Alla ripartenza settembrina dell’ottavo anno di lavoro – sempre in notturna per non rischiare d’imbattermi in mio figlio – si presenta un impedimento.
Mi viene diagnosticata un’infezione alla vescica che a giudizio dell’urologo è da addebitare alla dieta rigorosamente calabrese delle settimane precedenti: all’ingurgitazione di palettate di peperoncino piccante e caraffe di caffè con l’anice. La combinazione delle due sostanze, aggravata dall’essere ormai alla soglia dei sessant’anni, comporta la persistenza dello stimolo ad andare in bagno senza poi riuscire a emettere che poche, incandescenti gocce di pipì.
Per fortuna, oltre al caffè, l’azienda mette a disposizione dei picker acqua naturale a volontà su tre livelli di temperatura. È importante berne la giusta quantità per evitare la disidratazione dovuta al ritmo di lavoro. Un corridore perde in media un litro e mezzo di liquidi all’ora, ma può arrivare anche a quattro o cinque in determinate condizioni. È vero che io e i miei colleghi non corriamo, ma non si può negare che la nostra andatura abbia i connotati della marcia forzata – con la complicazione dell’asimmetria dovuta al tirarsi appresso o spingere il carrello con una mano sola e del livello di pressione psicologica. Tuttavia il fattore più influente sull’equilibrio idrico corporeo sono i neon abbacinanti, incaricati di rischiarare i più remoti comparti delle scaffalature affinché i tempi di lettura dei codici a barre da parte dello scanner non abbiano a risentire di un’illuminazione insufficiente. L’insieme dei fattori ci fa trottare come se fossimo nella savana, con il sole a picco e un branco di iene non vegane alle calcagna.
Non so quanti liquidi io perda durante un turno, ma ho le idee chiare su quanti debba immetterne perché non secchino le fauci e sopraggiungano i crampi muscolari. Si tratta di litri, in misura comparabile a quelli che assumevo durante il training montano prima del colloquio d’assunzione. La differenza è che allora perseguivo l’obiettivo di purificare l’organismo, espellendone il più possibile ai margini dei sentieri che battevo; mentre adesso devo trattenermi fino all’estremo limite per evitare di perdere minuti preziosi nella toilette.
Me l’ero sempre cavata – seguendo i suggerimenti che Mister Al dispensa via display – grazie a due minzioni collocate temporalmente a metà della prima e della seconda parte del turno. Mister Al tiene conto di quasi tutto: peso, età, chilometri percorsi, intervalli di abbeveramento; ciò che non riesce a valutare è il reale quantitativo di acqua assunta dopo il prelievo della bottiglietta – che assume pari all’ottanta per cento dell’intero contenuto – e la capacità di ritenzione della vescica di ciascuno. A noi picker tocca gestire quest’ultima variabile. L’esperienza maturata sul campo suggerisce di non urinare al primo stimolo, perché si rischia di doverlo fare una seconda volta prima della pausa pasto o della fine del turno; né di rimandare troppo, poiché l’eccessiva contrazione dei muscoli del pavimento pelvico rallenta il passo. Siamo come auto di Formula 1 che si giocano l’esito di una gara sui tempi del pit-stop. La differenza è che nel nostro caso siamo chiamati a indovinare quando svuotare il serbatoio e non riempirlo.

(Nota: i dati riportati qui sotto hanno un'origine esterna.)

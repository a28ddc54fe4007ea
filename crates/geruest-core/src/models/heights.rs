use serde::{Deserialize, Serialize};

/// Outcome of an on-demand height import
#[derive(Debug, Clone, Copy, PartialEq, Eq, Serialize, Deserialize)]
#[serde(rename_all = "snake_case")]
pub enum HeightImportStatus {
    AlreadyExists,
    Success,
    NoTileFound,
    NoHeightsFound,
}

impl HeightImportStatus {
    /// Statuses that leave the building without height data
    pub fn is_failure(&self) -> bool {
        matches!(self, HeightImportStatus::NoTileFound | HeightImportStatus::NoHeightsFound)
    }

    pub fn as_str(&self) -> &'static str {
        match self {
            HeightImportStatus::AlreadyExists => "already_exists",
            HeightImportStatus::Success => "success",
            HeightImportStatus::NoTileFound => "no_tile_found",
            HeightImportStatus::NoHeightsFound => "no_heights_found",
        }
    }
}

/// Request body for the height import endpoint
#[derive(Debug, Clone, Copy, PartialEq, Serialize, Deserialize)]
pub struct HeightFetchRequest {
    pub lv95_e: f64,
    pub lv95_n: f64,
    pub egid: Option<u64>,
}

/// Auxiliary counters the backend reports for diagnosis
#[derive(Debug, Clone, Copy, PartialEq, Eq, Serialize, Deserialize, Default)]
pub struct HeightDebug {
    #[serde(default)]
    pub tiles_checked: u32,
    #[serde(default)]
    pub buildings_in_tile: u32,
    #[serde(default)]
    pub points_sampled: u32,
}

/// Response of the height import endpoint
#[derive(Debug, Clone, PartialEq, Serialize, Deserialize)]
pub struct HeightFetchResponse {
    pub status: HeightImportStatus,

    #[serde(default)]
    pub message: String,

    #[serde(default)]
    pub debug: Option<HeightDebug>,
}
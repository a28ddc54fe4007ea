use serde::{Deserialize, Serialize};

/// Where a take-off result was computed
#[derive(Debug, Clone, Copy, PartialEq, Eq, Serialize, Deserialize)]
#[serde(rename_all = "snake_case")]
pub enum TakeoffSource {
    /// Returned by the backend take-off endpoint
    Backend,
    /// Computed locally because the backend call failed
    LocalFallback,
    /// Computed locally on request (offline calculation)
    Local,
}

/// NPK 114 take-off for a single facade
#[derive(Debug, Clone, PartialEq, Serialize, Deserialize)]
pub struct FacadeTakeoff {
    pub facade_index: usize,

    /// Facade length as measured
    pub nominal_length: f64,

    /// Scaffold height before surcharges
    pub nominal_height: f64,

    /// Billable length including frontal surcharges, floored
    pub takeoff_length: f64,

    /// Billable height including height surcharge, floored
    pub takeoff_height: f64,

    /// takeoff_length x takeoff_height
    pub area: f64,
}

/// NPK 114 Ausmass for a facade selection
#[derive(Debug, Clone, PartialEq, Serialize, Deserialize)]
pub struct TakeoffResult {
    pub per_facade: Vec<FacadeTakeoff>,

    pub corner_count: u32,

    pub corner_surcharge: f64,

    /// Sum of per-facade areas, without corner surcharge
    pub facade_area: f64,

    pub total_area: f64,

    pub scaffold_height: f64,

    pub source: TakeoffSource,
}

impl TakeoffResult {
    /// Result for an empty selection
    pub fn empty(scaffold_height: f64, source: TakeoffSource) -> Self {
        Self {
            per_facade: Vec::new(),
            corner_count: 0,
            corner_surcharge: 0.0,
            facade_area: 0.0,
            total_area: 0.0,
            scaffold_height,
            source,
        }
    }

    pub fn is_empty(&self) -> bool {
        self.per_facade.is_empty()
    }
}

/// Parameters of the backend take-off endpoint
#[derive(Debug, Clone, PartialEq, Serialize, Deserialize)]
pub struct TakeoffRequest {
    pub address: String,
    pub system: super::ScaffoldSystem,
    pub roof_shape: super::RoofShape,
    pub width_class: super::WidthClass,
    pub work_type: super::WorkType,

    /// Scaffold height in metres
    pub height: f64,

    /// Facade indices to bill; empty means every facade the backend knows
    #[serde(default)]
    pub facades: Vec<usize>,
}
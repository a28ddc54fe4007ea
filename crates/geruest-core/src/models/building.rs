use serde::{Deserialize, Serialize};

use super::facade::FacadeSide;

/// Geocoded position of an address
#[derive(Debug, Clone, Copy, PartialEq, Serialize, Deserialize)]
pub struct Coordinates {
    /// WGS 84 latitude
    pub lat: f64,

    /// WGS 84 longitude
    pub lon: f64,

    /// LV95 easting (EPSG:2056)
    pub lv95_e: f64,

    /// LV95 northing (EPSG:2056)
    pub lv95_n: f64,
}

/// Building record from the federal building registry (GWR)
#[derive(Debug, Clone, PartialEq, Serialize, Deserialize)]
pub struct BuildingRecord {
    /// Federal building identifier
    pub egid: u64,

    #[serde(default)]
    pub category: Option<String>,

    #[serde(default)]
    pub construction_year: Option<u16>,

    #[serde(default)]
    pub floors: Option<u8>,

    #[serde(default)]
    pub footprint_area_m2: Option<f64>,
}

/// Result of an address lookup
#[derive(Debug, Clone, PartialEq, Serialize, Deserialize)]
pub struct AddressLookup {
    /// The address string as entered
    pub query: String,

    /// Normalized address label returned by the geocoder
    pub label: String,

    pub coordinates: Coordinates,

    #[serde(default)]
    pub buildings: Vec<BuildingRecord>,
}

impl AddressLookup {
    /// First registry record, which the geocoder ranks as the best match
    pub fn primary_building(&self) -> Option<&BuildingRecord> {
        self.buildings.first()
    }
}

/// Where a height value originates
#[derive(Debug, Clone, Copy, PartialEq, Eq, Serialize, Deserialize, Default)]
#[serde(rename_all = "snake_case")]
pub enum HeightSource {
    /// swissBUILDINGS3D height model
    Measured,
    /// Estimated from the registry floor count
    Estimated,
    /// Entered by the user
    Manual,
    #[default]
    #[serde(other)]
    Unknown,
}

/// Roof shape as understood by the take-off endpoint
#[derive(Debug, Clone, Copy, PartialEq, Eq, Serialize, Deserialize, Default)]
pub enum RoofShape {
    #[serde(rename = "flachdach")]
    Flat,
    #[default]
    #[serde(rename = "satteldach")]
    Gable,
    #[serde(rename = "walmdach")]
    Hip,
    #[serde(rename = "pultdach")]
    Mono,
}

impl RoofShape {
    /// Query parameter value
    pub fn as_param(&self) -> &'static str {
        match self {
            RoofShape::Flat => "flachdach",
            RoofShape::Gable => "satteldach",
            RoofShape::Hip => "walmdach",
            RoofShape::Mono => "pultdach",
        }
    }
}

/// Heights known for a building, any of which may be missing
#[derive(Debug, Clone, Copy, PartialEq, Serialize, Deserialize, Default)]
pub struct BuildingHeights {
    /// Traufhöhe
    #[serde(default)]
    pub eave_height_m: Option<f64>,

    /// Firsthöhe
    #[serde(default)]
    pub ridge_height_m: Option<f64>,

    /// Floor-count based estimate used when nothing was measured
    #[serde(default)]
    pub estimated_height_m: Option<f64>,

    #[serde(default)]
    pub source: HeightSource,
}

impl BuildingHeights {
    /// Apply user overrides; overridden values are reported as manual
    pub fn with_overrides(mut self, overrides: Option<&ManualHeights>) -> Self {
        let Some(manual) = overrides else {
            return self;
        };

        if manual.eave_height_m.is_some() {
            self.eave_height_m = manual.eave_height_m;
        }
        if manual.ridge_height_m.is_some() {
            self.ridge_height_m = manual.ridge_height_m;
        }
        if !manual.is_empty() {
            self.source = HeightSource::Manual;
        }
        self
    }
}

/// User-supplied eave/ridge heights that replace measured values
#[derive(Debug, Clone, Copy, PartialEq, Serialize, Deserialize, Default)]
pub struct ManualHeights {
    pub eave_height_m: Option<f64>,
    pub ridge_height_m: Option<f64>,
}

impl ManualHeights {
    pub fn new(eave_height_m: Option<f64>, ridge_height_m: Option<f64>) -> Self {
        Self { eave_height_m, ridge_height_m }
    }

    pub fn is_empty(&self) -> bool {
        self.eave_height_m.is_none() && self.ridge_height_m.is_none()
    }

    /// Millimetre integers, usable as a hashable cache key component
    pub fn as_millimetres(&self) -> (Option<i64>, Option<i64>) {
        let mm = |v: f64| (v * 1000.0).round() as i64;
        (self.eave_height_m.map(mm), self.ridge_height_m.map(mm))
    }
}

/// Scaffolding geometry for one building
#[derive(Debug, Clone, PartialEq, Serialize, Deserialize)]
pub struct ScaffoldingGeometry {
    pub address: String,

    #[serde(default)]
    pub egid: Option<u64>,

    /// Footprint ring in LV95 metres (closing vertex optional)
    #[serde(default)]
    pub polygon: Vec<[f64; 2]>,

    #[serde(default)]
    pub sides: Vec<FacadeSide>,

    #[serde(default)]
    pub heights: BuildingHeights,

    #[serde(default)]
    pub roof_shape: RoofShape,

    #[serde(default)]
    pub floors: Option<u8>,
}
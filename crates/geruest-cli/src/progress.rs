use indicatif::{ProgressBar, ProgressStyle};
use std::future::Future;
use std::time::Duration;

/// Create a spinner for indeterminate progress
pub fn create_spinner(message: &str) -> ProgressBar {
    let pb = ProgressBar::new_spinner();
    pb.set_style(
        ProgressStyle::default_spinner()
            .template("{spinner:.blue} {msg} {elapsed:.dim}")
            .unwrap_or_else(|_| ProgressStyle::default_spinner())
            .tick_strings(&["⠋", "⠙", "⠹", "⠸", "⠼", "⠴", "⠦", "⠧", "⠇", "⠏"]),
    );
    pb.set_message(message.to_string());
    pb.enable_steady_tick(Duration::from_millis(100));
    pb
}

/// Finish a progress bar with success message
pub fn finish_success(pb: &ProgressBar, message: &str) {
    pb.finish_with_message(format!("✓ {}", message));
}

/// Finish a progress bar with error message
pub fn finish_error(pb: &ProgressBar, message: &str) {
    pb.finish_with_message(format!("✗ {}", message));
}

/// Await a backend call behind a spinner; no spinner in JSON mode
pub async fn with_spinner<T, E, F>(enabled: bool, message: &str, done: &str, task: F) -> Result<T, E>
where
    F: Future<Output = Result<T, E>>,
{
    if !enabled {
        return task.await;
    }

    let pb = create_spinner(message);
    let result = task.await;
    match &result {
        Ok(_) => finish_success(&pb, done),
        Err(_) => finish_error(&pb, message.trim_end_matches('.')),
    }
    result
}
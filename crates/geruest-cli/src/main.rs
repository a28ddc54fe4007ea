//! Gerüstplaner CLI
//!
//! Command-line client for the scaffolding-planning backend.

mod cli;
mod commands;
mod config_loader;
mod errors;
mod interactive;
mod output;
mod output_types;
mod progress;

use anyhow::Result;
use clap::Parser;
use cli::Cli;

fn main() -> Result<()> {
    // Logs go to stderr so `--json` output on stdout stays parseable
    tracing_subscriber::fmt()
        .with_env_filter(
            tracing_subscriber::EnvFilter::try_from_default_env()
                .unwrap_or_else(|_| tracing_subscriber::EnvFilter::new("warn")),
        )
        .with_writer(std::io::stderr)
        .init();

    // Parse CLI arguments
    let cli = Cli::parse();

    // Create async runtime
    let runtime = tokio::runtime::Runtime::new()?;

    // Execute the command
    if let Err(err) = runtime.block_on(commands::execute(cli)) {
        errors::from_anyhow(err).display();
        std::process::exit(1);
    }

    Ok(())
}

Altro elemento cruciale è la memorizzazione della topografia dei gabinetti: occorre abbinare l’espletamento della specifica funzione fisiologica con l’itinerario di prelievo di un articolo che preveda il transito in prossimità di un bagno. Nondimeno, per quanto ci si prodighi nel razionalizzare le pisciate, incombe sempre la minaccia di scoprire – mentre il creapopoli sta facendo capolino tra i denti della cerniera per ottimizzare i tempi – che gli orinatoi sono tutti impegnati. È un’esperienza terribile, soprattutto con la vescica ormai predisposta al rilascio. Per quale ragione Mister Al non ha previsto un numero sovrabbondante di servizi igienici? Temeva potesse ridurre il contributo individuale dei picker al processo di ottimizzazione delle soste? Risparmiatevi il suggerimento di memorizzare il numero di orinatoi presenti in ogni bagno e confrontarlo con quello dei carrelli in sosta davanti l’ingresso: dimostrereste di ignorare le dinamiche specifiche dell’ambiente di lavoro; un ambiente da cui è bandita la solidarietà, perché la tua iattura è la mia fortuna, e la maggior parte dei picker lascia di proposito il carrello in posizione defilata per indurre in errore i competitori e fargli accumulare ritardo.